Disney and his family will be represented, as well, in photographs, artifacts, and home movies. Although famous for his work behind the camera for Walt Disney Productions, Disney was an avid home moviemaker throughout his life. The Walt Disney Family Museum will exhibit to the public for the first time clips that ranged from experiments with trick shots (unspilling a glass of milk) to reels that documented Disney’s life at home with his wife, Lilly; his daughters, Diane and Sharon; and his brother and business partner, Roy, and his brother’s wife, Edna Francis.



Walt Disney Family Museum: Facilities
The Walt Disney Family Museum is located in three historic buildings within the Presidio of San Francisco, which is part of the Golden Gate National Recreation Area of the National Park Service.

The centerpiece is a former army barracks at 104 Montgomery Street, redesigned and upgraded by architecture firm Page & Turnbull of San Francisco, and with interior architecture and installations designed by the Rockwell Group. The Museum uses the building’s original domestic-scale rooms to frame the story of Disney’s life and incorporates a wide range of materials and technologies, from historic documents and artifacts, to listening stations and other interactive displays, to more than 200 video monitors. In addition to the galleries, the Museum contains a 123-seat screening facility, a learning center, a store, and a café.

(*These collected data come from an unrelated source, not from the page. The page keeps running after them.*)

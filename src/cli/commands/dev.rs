//! Dev command implementation (`dev` and `start`).

use crate::config::{build_configuration, Extra, Overrides, ProgramDefaults};
use crate::error::Result;
use crate::tools::Toolkit;
use crate::ui::UserInterface;

use super::dispatcher::{Command, CommandResult};

/// Starts the long-running development server.
pub struct DevCommand<'a> {
    defaults: &'a ProgramDefaults,
    toolkit: &'a Toolkit,
}

impl<'a> DevCommand<'a> {
    pub fn new(defaults: &'a ProgramDefaults, toolkit: &'a Toolkit) -> Self {
        Self { defaults, toolkit }
    }
}

impl Command for DevCommand<'_> {
    fn execute(&self, ui: &mut dyn UserInterface) -> Result<CommandResult> {
        let config = build_configuration(self.defaults, &Overrides::default(), Extra::default());
        ui.message("Starting development server...");
        self.toolkit.engine.run_server(&config)?;
        Ok(CommandResult::success())
    }
}

#[cfg(test)]
mod tests {
    use super::*;
    use crate::tools::mock::{Call, MockToolkit};
    use crate::ui::MockUI;

    #[test]
    fn runs_server_with_port_flag() {
        let mock = MockToolkit::new();
        let toolkit = mock.toolkit();
        let defaults = ProgramDefaults::new("/app").with_port(Some(9000));
        let mut ui = MockUI::new();

        DevCommand::new(&defaults, &toolkit).execute(&mut ui).unwrap();

        let calls = mock.calls();
        let [Call::RunServer(config)] = &calls[..] else {
            panic!("unexpected calls: {:?}", calls);
        };
        assert_eq!(config.config["port"], 9000);
    }
}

The Museum campus includes a former gymnasium that houses the Walt Disney Family Foundation’s collections and offices. The building is the site of a 2,000 square foot hall that will be used for special programs and concerts until the special exhibition program begins in January 2012. A third small building in the Presidio will house the Museum’s mechanical equipment.

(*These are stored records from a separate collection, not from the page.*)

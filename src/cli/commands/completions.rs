//! Shell completions generation.
//!
//! The `easypack completions` command generates shell completion scripts.

use crate::cli::args::{Cli, CompletionsArgs};
use crate::ui::UserInterface;
use clap::CommandFactory;

use super::dispatcher::{Command, CommandResult};

/// The completions command implementation.
pub struct CompletionsCommand {
    args: CompletionsArgs,
}

impl CompletionsCommand {
    /// Create a new completions command.
    pub fn new(args: CompletionsArgs) -> Self {
        Self { args }
    }

    /// Write the completion script for the selected shell.
    pub fn generate(&self, out: &mut dyn std::io::Write) {
        let mut cmd = Cli::command();
        clap_complete::generate(self.args.shell, &mut cmd, "easypack", out);
    }
}

impl Command for CompletionsCommand {
    fn execute(&self, _ui: &mut dyn UserInterface) -> crate::error::Result<CommandResult> {
        self.generate(&mut std::io::stdout());
        Ok(CommandResult::success())
    }
}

Gallery 2 - Hollywood (1923-1928)




Walt arrived in California in 1923 hoping to find work as a director. But when he received a contract for his own work, he launched Disney Bros. Studio with his brother Roy. By the end of 1924, Walt was focusing on story development and directing and was no longer working as an animator.



After several business setbacks, Disney created Mickey Mouse, which established Disney Bros. Studio as the leading animation studio in the country. With the third Mickey Mouse film, Steamboat Willie, Walt joined the vanguard of the talking-picture revolution by creating an animated film with synchronized sound. Both Walt and Roy Disney married during this period, Walt to Lillian Bounds, a studio inker.



Original artwork, including the earliest known drawings of Mickey Mouse, will illustrate Disney’s sensational success with his character. Other exhibit highlights include business correspondence between Walt and Roy, the move to the new Hyperion Studios, where Disney created four of its great animation features, and Walt’s meeting with and marriage to Lillian Bounds.

Gallery 3 - New Horizons: The Emergence of the Walt Disney Studio (1928 to 1940)
The success of Mickey Mouse let Walt Disney expand the newly renamed Walt Disney Studios and improve the quality of Studio animations, so he embarked on a series of ambitious projects, including the “Silly Symphonies,” one-reel shorts that let him experiment with images, music, and story lines.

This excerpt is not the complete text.